-- Available records follows --

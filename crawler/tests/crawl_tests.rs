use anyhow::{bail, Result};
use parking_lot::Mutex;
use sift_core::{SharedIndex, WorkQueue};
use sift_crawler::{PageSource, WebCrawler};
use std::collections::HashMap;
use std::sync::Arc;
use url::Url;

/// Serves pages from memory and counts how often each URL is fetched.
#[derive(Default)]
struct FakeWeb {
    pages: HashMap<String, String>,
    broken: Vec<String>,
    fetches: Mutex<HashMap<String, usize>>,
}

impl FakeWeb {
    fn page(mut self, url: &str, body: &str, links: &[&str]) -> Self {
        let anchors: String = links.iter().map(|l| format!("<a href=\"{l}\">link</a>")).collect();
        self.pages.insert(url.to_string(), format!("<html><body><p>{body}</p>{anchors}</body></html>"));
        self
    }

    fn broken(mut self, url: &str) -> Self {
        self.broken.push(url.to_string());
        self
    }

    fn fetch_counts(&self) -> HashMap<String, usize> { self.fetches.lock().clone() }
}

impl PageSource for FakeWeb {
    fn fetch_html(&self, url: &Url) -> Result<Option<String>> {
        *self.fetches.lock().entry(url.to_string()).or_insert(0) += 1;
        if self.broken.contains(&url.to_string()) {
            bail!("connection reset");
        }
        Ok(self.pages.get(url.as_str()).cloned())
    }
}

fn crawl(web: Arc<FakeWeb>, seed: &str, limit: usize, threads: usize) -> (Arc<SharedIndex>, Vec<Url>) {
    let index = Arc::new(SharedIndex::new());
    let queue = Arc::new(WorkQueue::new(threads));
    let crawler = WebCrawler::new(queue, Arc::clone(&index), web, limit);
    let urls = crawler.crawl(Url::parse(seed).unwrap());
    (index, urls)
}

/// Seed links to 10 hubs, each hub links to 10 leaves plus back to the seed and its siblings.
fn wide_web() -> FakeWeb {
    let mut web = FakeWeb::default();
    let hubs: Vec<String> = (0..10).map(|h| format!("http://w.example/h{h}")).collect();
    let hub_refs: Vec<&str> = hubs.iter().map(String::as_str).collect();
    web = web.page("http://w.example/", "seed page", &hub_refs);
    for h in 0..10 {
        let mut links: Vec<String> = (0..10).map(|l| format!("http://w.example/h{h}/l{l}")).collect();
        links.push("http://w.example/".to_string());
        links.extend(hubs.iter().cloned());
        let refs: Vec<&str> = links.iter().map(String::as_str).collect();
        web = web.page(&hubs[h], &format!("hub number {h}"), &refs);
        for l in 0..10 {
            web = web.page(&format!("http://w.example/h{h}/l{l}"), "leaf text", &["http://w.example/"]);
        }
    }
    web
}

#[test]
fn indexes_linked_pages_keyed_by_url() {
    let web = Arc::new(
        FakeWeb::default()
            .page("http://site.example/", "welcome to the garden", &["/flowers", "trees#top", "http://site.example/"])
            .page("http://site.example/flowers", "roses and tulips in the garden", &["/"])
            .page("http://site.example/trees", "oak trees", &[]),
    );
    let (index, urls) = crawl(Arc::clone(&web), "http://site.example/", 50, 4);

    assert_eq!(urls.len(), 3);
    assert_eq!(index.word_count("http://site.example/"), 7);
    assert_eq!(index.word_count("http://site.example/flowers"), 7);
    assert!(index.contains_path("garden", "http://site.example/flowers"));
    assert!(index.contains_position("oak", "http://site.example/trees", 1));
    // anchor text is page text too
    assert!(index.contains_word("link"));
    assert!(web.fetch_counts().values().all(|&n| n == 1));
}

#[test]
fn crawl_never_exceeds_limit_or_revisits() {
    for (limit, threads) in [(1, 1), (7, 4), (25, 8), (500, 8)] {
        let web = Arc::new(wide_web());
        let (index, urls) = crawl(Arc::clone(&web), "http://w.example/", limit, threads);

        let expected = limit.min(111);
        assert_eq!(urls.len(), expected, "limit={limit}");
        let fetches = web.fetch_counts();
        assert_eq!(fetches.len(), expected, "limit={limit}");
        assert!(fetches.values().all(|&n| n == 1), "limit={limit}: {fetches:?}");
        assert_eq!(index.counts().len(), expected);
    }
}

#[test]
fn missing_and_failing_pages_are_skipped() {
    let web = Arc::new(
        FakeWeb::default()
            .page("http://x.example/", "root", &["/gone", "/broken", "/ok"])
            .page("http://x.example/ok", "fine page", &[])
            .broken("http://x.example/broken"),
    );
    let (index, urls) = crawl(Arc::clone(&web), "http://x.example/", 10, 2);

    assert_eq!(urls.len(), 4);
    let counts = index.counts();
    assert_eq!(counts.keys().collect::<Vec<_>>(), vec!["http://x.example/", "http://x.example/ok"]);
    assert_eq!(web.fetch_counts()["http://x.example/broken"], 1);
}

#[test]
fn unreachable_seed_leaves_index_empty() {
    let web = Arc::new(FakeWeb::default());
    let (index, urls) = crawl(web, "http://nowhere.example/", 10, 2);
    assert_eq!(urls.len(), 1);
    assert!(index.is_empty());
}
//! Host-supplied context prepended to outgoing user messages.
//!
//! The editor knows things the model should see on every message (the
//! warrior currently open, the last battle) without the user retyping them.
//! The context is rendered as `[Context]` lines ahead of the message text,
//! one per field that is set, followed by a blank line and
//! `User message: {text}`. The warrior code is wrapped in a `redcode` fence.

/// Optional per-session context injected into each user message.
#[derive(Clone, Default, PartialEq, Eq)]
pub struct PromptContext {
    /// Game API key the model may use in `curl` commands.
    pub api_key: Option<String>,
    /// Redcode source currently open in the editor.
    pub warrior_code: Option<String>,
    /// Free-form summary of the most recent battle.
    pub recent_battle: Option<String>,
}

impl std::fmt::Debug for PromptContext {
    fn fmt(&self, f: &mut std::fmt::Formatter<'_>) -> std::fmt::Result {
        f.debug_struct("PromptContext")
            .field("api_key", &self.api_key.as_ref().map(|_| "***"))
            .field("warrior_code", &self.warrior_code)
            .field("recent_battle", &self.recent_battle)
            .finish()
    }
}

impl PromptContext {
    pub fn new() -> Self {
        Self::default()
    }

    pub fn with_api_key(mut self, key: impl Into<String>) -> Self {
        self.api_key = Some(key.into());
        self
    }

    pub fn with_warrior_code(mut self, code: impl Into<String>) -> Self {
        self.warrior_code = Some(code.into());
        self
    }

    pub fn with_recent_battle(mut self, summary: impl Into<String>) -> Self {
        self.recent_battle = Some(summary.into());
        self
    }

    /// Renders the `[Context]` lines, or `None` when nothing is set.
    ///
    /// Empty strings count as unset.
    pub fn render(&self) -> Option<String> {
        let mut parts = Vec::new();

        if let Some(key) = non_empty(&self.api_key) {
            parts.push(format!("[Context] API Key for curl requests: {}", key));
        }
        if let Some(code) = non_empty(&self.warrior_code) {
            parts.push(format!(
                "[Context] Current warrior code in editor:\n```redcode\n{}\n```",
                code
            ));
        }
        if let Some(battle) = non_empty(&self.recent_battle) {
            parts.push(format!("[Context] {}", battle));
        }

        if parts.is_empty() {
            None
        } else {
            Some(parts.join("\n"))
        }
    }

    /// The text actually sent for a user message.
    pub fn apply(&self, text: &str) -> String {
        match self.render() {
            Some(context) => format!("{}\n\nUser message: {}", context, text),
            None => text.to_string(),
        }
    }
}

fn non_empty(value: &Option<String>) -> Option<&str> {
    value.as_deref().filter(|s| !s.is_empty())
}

-- Available records concluded --

**What you are asked to do**
Look for the word "lock" throughout the material above and copy every line that has it.

**Answer to the exercise**
    fn fetch_counts(&self) -> HashMap<String, usize> { self.fetches.lock().clone() }
        *self.fetches.lock().entry(url.to_string()).or_insert(0) += 1;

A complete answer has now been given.